Two example scenes are included to provide a basic showcase of terrain lighting baked with VLM. Two shaders are also included, these are taken directly from the Unity Tools package shipped with BallisticNG.
These are currently implemented into BallisticNG and will be coming some time after the game's 1.1.6 public release.
- Backface shadows toggle
- Shadow distance bias
- Single bounce voxel cone gi areas
- Per-scene settings
To access the vertex lightmapper UI go to Window -> Rendering -> Vertex Lightmapper from the Unity menu bar.
- If you do not plan to use Unity's lightmapper then head over to the lighting panel (Window -> Rendering -> Lighting) and turn off Auto Generate at the bottom
- Set any meshes you want to be baked using VLM to lightmap static. The option for this is at the top right of the inspector, to the right of the name.
- VLM does not instantiate meshes, so make sure anything you're baking is a unique mesh if you want to avoid conflicts in the same scene. If you're using the same mesh but with different lighting conditions in a separate scene then this doesn't matter!

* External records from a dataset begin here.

//! # depkeeper Library
//!
//! Core functionality for scanning repository checkouts for NuGet package
//! references and driving restore workflows. It is used by the `depkeeper`
//! command-line tool but can be embedded in other maintenance tooling.
//!
//! ## Core Concepts
//!
//! - **Settings (`settings`)**: the layered resolution-and-validation
//!   pipeline that turns raw command input into a fail-fast-validated
//!   [`settings::SettingsContainer`].
//! - **Inspection (`inspection`)**: discovery and canonical addressing of
//!   package-reference files, plus per-dialect reference extraction.
//! - **Restore (`restore`)**: the orchestrator that restores every solution
//!   file in a checkout, strictly sequentially, via an external restore
//!   command.
//! - **Sources (`sources`)**: explicit package-source overrides; absence
//!   means "use ambient configuration".
//!
//! ## Execution Flow
//!
//! The CLI binds raw options, applies verbosity, then calls
//! [`settings::resolve`]. On validation failure the message is logged and the
//! process exits non-zero; on success the validated container is handed to a
//! command implementation, which typically scans the checkout with
//! [`inspection::scan::scan`] and restores solutions with
//! [`restore::SolutionsRestore`].

pub mod duration;
pub mod error;
pub mod inspection;
pub mod restore;
pub mod settings;
pub mod sources;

- VLM uses Unity's built in light components. Point, spot and directional types are supported.
- Setting the shadow type of a light to either hard or soft will trigger VLM to bake shadows for that light, the strength property is also used!
- All 3 ambient sources from the lighting panel are supported. Note that you will need to allow Unity to automatically generate lighting (or generate it manually) for the skybox source mode to work.
Menu : GameObject -> Light -> Light Sponge
Add Component : Rendering -> VLM Light Sponge
Light sponges are used to absorb ambient and directional lighting.
Shape - The shape controls whether the light sponge is a sphere or box.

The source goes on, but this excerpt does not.